According to SciTechDaily, scientists found a way to transform sewer gas into hydrogen fuel. How can such a thing be possible? Well, the entire procedure requires a relatively cheap material: iron sulfide with an addition of molybdenum. The sewer gas is scientifically known as hydrogen sulfide, and it smells worst than most people can even imagine. As you’ve already guessed, inhaling it can affect your health very badly.
Exploiting a very harmful gas
Lang Qin, who is a co-author on the study and also a research associate in chemical and biomolecular engineering from The Ohio State University, declared as quoted by SciTechDaily.com:
Hydrogen sulfide is one of the most harmful gases in industry and to the environment,
And because the gas is so harmful, a number of researchers want to turn hydrogen sulfide into something that is not so harmful, preferably valuable.

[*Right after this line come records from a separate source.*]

impl Scheduler {
    pub fn new(
        cluster: Arc<dyn ClusterView>,
        ledger: Arc<dyn Ledger>,
        runtime: Arc<dyn ContainerRuntime>,
        codec: CapacityCodec,
        capacity_mb: u16,
    ) -> Self {
        Self {
            cluster,
            ledger,
            runtime,
            codec,
            capacity_mb: Mutex::new(capacity_mb),
            registered: AtomicBool::new(false),
            containers: Mutex::new(HashMap::new()),
        }
    }

    /// Variant label of the active capacity codec.
    pub fn codec_mode(&self) -> &'static str {
        self.codec.mode()
    }

    /// Advertise this node in the ledger registry. A revert means an earlier
    /// registration is still on record, which counts as registered. Other
    /// failures are retried by the poll loop and never abort startup.
    pub async fn register_self(&self) -> bool {
        let id = self.cluster.local_id();
        let capacity = *self.capacity_mb.lock().await;
        let blob = match self.codec.encode(capacity) {
            Ok(blob) => blob,
            Err(e) => {
                error!("Could not encode capacity advertisement: {}", e);
                return false;
            }
        };
        info!(
            "Registering node {} with {} MB advertised ({} codec)",
            id,
            capacity,
            self.codec.mode()
        );
        match self
            .ledger
            .register_member(&id, &codec::to_ledger_hex(&blob))
            .await
        {
            Ok(()) => {
                info!("Node registered in ledger");
                self.registered.store(true, Ordering::SeqCst);
                true
            }
            Err(LedgerError::Reverted(reason)) => {
                info!("Node already registered: {}", reason);
                self.registered.store(true, Ordering::SeqCst);
                true
            }
            Err(e) => {
                warn!("Failed to register node, will retry: {}", e);
                false
            }
        }
    }

    /// Active members in ledger enumeration order.
    pub async fn registry_members(&self) -> Result<Vec<String>, LedgerError> {
        let count = self.ledger.member_count().await?;
        let mut members = Vec::with_capacity(count as usize);
        for index in 0..count {
            let Some(id) = self.ledger.member_at(index).await? else {
                break;
            };
            match self.ledger.member_details(&id).await? {
                Some(details) if details.active => members.push(id),
                _ => {}
            }
        }
        Ok(members)
    }

    /// Assign `image` to the first `min(replicas, member_count)` members in
    /// registry order, one assignment each. Members past the cap are left
    /// untouched; there is no load or fairness weighting.
    pub async fn assign_first_n(
        &self,
        image: &str,
        replicas: u32,
    ) -> Result<AssignOutcome, LedgerError> {
        let members = self.registry_members().await?;
        let want = (replicas as usize).min(members.len());
        let mut outcome = AssignOutcome {
            total_members: members.len(),
            ..Default::default()
        };
        for id in &members[..want] {
            match self.ledger.set_member_image(id, image).await {
                Ok(()) => outcome.assigned.push(id.clone()),
                Err(e) => {
                    warn!("Failed to assign {} to {}: {}", image, id, e);
                    outcome.failed.push(id.clone());
                }
            }
        }
        Ok(outcome)
    }

    /// Clear `image` from every member currently carrying it. An image
    /// nobody carries yields an empty outcome and no ledger writes.
    pub async fn clear_carriers(&self, image: &str) -> Result<RemoveOutcome, LedgerError> {
        let mut outcome = RemoveOutcome::default();
        for id in self.registry_members().await? {
            let carries = match self.ledger.member_details(&id).await? {
                Some(details) => details.image == image,
                None => false,
            };
            if !carries {
                continue;
            }
            match self.ledger.set_member_image(&id, "").await {
                Ok(()) => outcome.removed.push(id),
                Err(e) => {
                    warn!("Failed to clear {} from {}: {}", image, id, e);
                    outcome.failed.push(id);
                }
            }
        }
        Ok(outcome)
    }

    /// Deployment request from the peer protocol: record the desired state
    /// in the catalog, then select target members.
    pub async fn handle_deploy(&self, image: &str, replicas: u32) -> DeployResponse {
        info!("Processing deploy request: {} x{}", image, replicas);
        if let Err(e) = self.ledger.add_image(image, replicas).await {
            error!("Deploy failed: {}", e);
            return DeployResponse::failure("Deployment failed", &e.to_string());
        }
        match self.assign_first_n(image, replicas).await {
            Ok(outcome) => {
                let assigned = outcome.assigned.len() as u32;
                DeployResponse {
                    success: true,
                    message: format!("Deployed {} with {} replica(s)", image, assigned),
                    image: Some(image.to_string()),
                    replicas: Some(assigned),
                    error: None,
                }
            }
            Err(e) => {
                error!("Member selection failed: {}", e);
                DeployResponse::failure("Deployment failed", &e.to_string())
            }
        }
    }

    /// Undeploy request from the peer protocol: drop the catalog entry when
    /// it exists, then clear every carrier. Unknown images with no carriers
    /// succeed without touching the ledger.
    pub async fn handle_undeploy(&self, image: &str) -> DeployResponse {
        info!("Processing undeploy request: {}", image);
        let result: Result<RemoveOutcome, LedgerError> = async {
            if self.ledger.image_details(image).await?.is_some() {
                self.ledger.remove_image(image).await?;
            }
            self.clear_carriers(image).await
        }
        .await;
        match result {
            Ok(outcome) => DeployResponse {
                success: true,
                message: format!(
                    "Removed deployment: {} ({} assignment(s) cleared)",
                    image,
                    outcome.removed.len()
                ),
                image: Some(image.to_string()),
                replicas: None,
                error: None,
            },
            Err(e) => {
                error!("Undeploy failed: {}", e);
                DeployResponse::failure("Removal failed", &e.to_string())
            }
        }
    }

    /// Status snapshot: ledger membership plus the live connection count.
    /// An empty registry is a successful answer; only an unreachable ledger
    /// fails.
    pub async fn handle_status(&self) -> StatusResponse {
        match self.registry_members().await {
            Ok(members) => StatusResponse {
                success: true,
                total_members: members.len() as u64,
                connected_count: self.cluster.connected_peers().len() as u64,
                members,
                error: None,
            },
            Err(e) => {
                error!("Status request failed: {}", e);
                StatusResponse::failure(&e.to_string())
            }
        }
    }

    /// Run reconciliation ticks until cancelled.
    pub async fn poll_loop(self: Arc<Self>, interval: Duration) {
        info!("Scheduler poll loop started ({:?} interval)", interval);
        loop {
            self.tick().await;
            tokio::time::sleep(interval).await;
        }
    }

    /// One reconciliation pass. Failures are logged and left for the next
    /// tick; the loop itself never stops.
    pub async fn tick(&self) {
        if !self.registered.load(Ordering::SeqCst) {
            self.register_self().await;
        }
        let id = self.cluster.local_id();
        match self.ledger.member_images(&id).await {
            Ok(images) => self.converge_containers(&images).await,
            Err(e) => warn!("Could not read assignments: {}", e),
        }
        match self.reconcile_deployed_counts().await {
            Ok(0) => {}
            Ok(corrected) => info!("Corrected deployed count for {} image(s)", corrected),
            Err(e) => warn!("Catalog reconciliation failed: {}", e),
        }
    }

    /// Converge local containers to the assigned image list: stop what is no
    /// longer assigned, start what is missing.
    async fn converge_containers(&self, assigned_images: &[String]) {
        let assigned: Vec<String> = assigned_images
            .iter()
            .enumerate()
            .map(|(index, image)| container_key(image, index))
            .collect();
        let mut containers = self.containers.lock().await;

        let surplus: Vec<String> = containers
            .keys()
            .filter(|key| !assigned.contains(key))
            .cloned()
            .collect();
        for key in surplus {
            let Some(container_id) = containers.get(&key).cloned() else {
                continue;
            };
            info!("Removing container {}", key);
            match self.runtime.stop(&key, &container_id).await {
                Ok(()) => {
                    containers.remove(&key);
                }
                Err(e) => warn!("Failed to stop container {}: {:#}", key, e),
            }
        }

        for key in assigned {
            if containers.contains_key(&key) {
                continue;
            }
            let image = image_of_key(&key);
            info!("Starting container for {} ({})", image, key);
            match self.runtime.start(&key, &image).await {
                Ok(container_id) => {
                    containers.insert(key, container_id);
                    self.charge_capacity(CONTAINER_CAPACITY_COST_MB).await;
                }
                Err(e) => warn!("Failed to start container {}: {:#}", key, e),
            }
        }
    }

    /// Reduce the advertised capacity and push the new blob to the ledger.
    async fn charge_capacity(&self, cost_mb: u16) {
        let new_value = {
            let mut capacity = self.capacity_mb.lock().await;
            *capacity = capacity.saturating_sub(cost_mb);
            *capacity
        };
        debug!("Advertised capacity now {} MB", new_value);
        let blob = match self.codec.encode(new_value) {
            Ok(blob) => blob,
            Err(e) => {
                error!("Could not encode capacity advertisement: {}", e);
                return;
            }
        };
        let id = self.cluster.local_id();
        if let Err(e) = self
            .ledger
            .update_member_capacity(&id, &codec::to_ledger_hex(&blob))
            .await
        {
            // The container already runs; a later update refreshes the
            // stale advertisement.
            warn!("Failed to update advertised capacity: {}", e);
        }
    }

    /// Recompute each active catalog image's carrier count from member
    /// assignments and correct the stored counter when it drifted. Returns
    /// the number of corrective writes; an unchanged ledger yields zero.
    pub async fn reconcile_deployed_counts(&self) -> Result<u32, LedgerError> {
        let members = self.registry_members().await?;
        let mut carriers: HashMap<String, u32> = HashMap::new();
        for id in &members {
            for image in self.ledger.member_images(id).await? {
                if !image.is_empty() {
                    *carriers.entry(image).or_insert(0) += 1;
                }
            }
        }
        let mut corrected = 0;
        let image_count = self.ledger.image_count().await?;
        for index in 0..image_count {
            let Some(name) = self.ledger.image_at(index).await? else {
                break;
            };
            let Some(details) = self.ledger.image_details(&name).await? else {
                continue;
            };
            if !details.active {
                continue;
            }
            let actual = carriers.get(&name).copied().unwrap_or(0);
            if details.deployed != actual {
                self.ledger.update_image_deployed(&name, actual).await?;
                corrected += 1;
            }
        }
        Ok(corrected)
    }

    /// Best-effort teardown: local containers first, then the registry
    /// entry. Sub-failures are logged, never propagated.
    pub async fn cleanup(&self) {
        info!("Cleaning up scheduler...");
        let drained: Vec<(String, String)> = {
            let mut containers = self.containers.lock().await;
            containers.drain().collect()
        };
        for (key, container_id) in drained {
            if let Err(e) = self.runtime.stop(&key, &container_id).await {
                warn!("Failed to stop container {} during shutdown: {:#}", key, e);
            }
        }
        if !self.registered.load(Ordering::SeqCst) {
            info!("Node was never registered, skipping unregistration");
            return;
        }
        let id = self.cluster.local_id();
        match self.ledger.remove_member(&id).await {
            Ok(()) => info!("Node unregistered from ledger"),
            Err(e) => warn!("Failed to unregister node: {}", e),
        }
    }
}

Hydrogen sulfide is also a colorless chalcogen hydride gas that is flammable, poisonous, and corrosive. The chemical compound is soluble in water and alcohol. Since hydrogen sulfide is a respiratory tract irritant and a mucous membrane, exposing yourself to high concentrations of it will cause immediate or delayed pulmonary edema. Breathing high levels can cause loss of consciousness and even death after some breaths.
The same scientific group responsible for the transformation mentioned above has been involved in some related work when a process known as chemical looping was used. It involved the addition of metal oxide particles in reactors of high-pressure for burning fuels without the need for direct contact between fuel and air.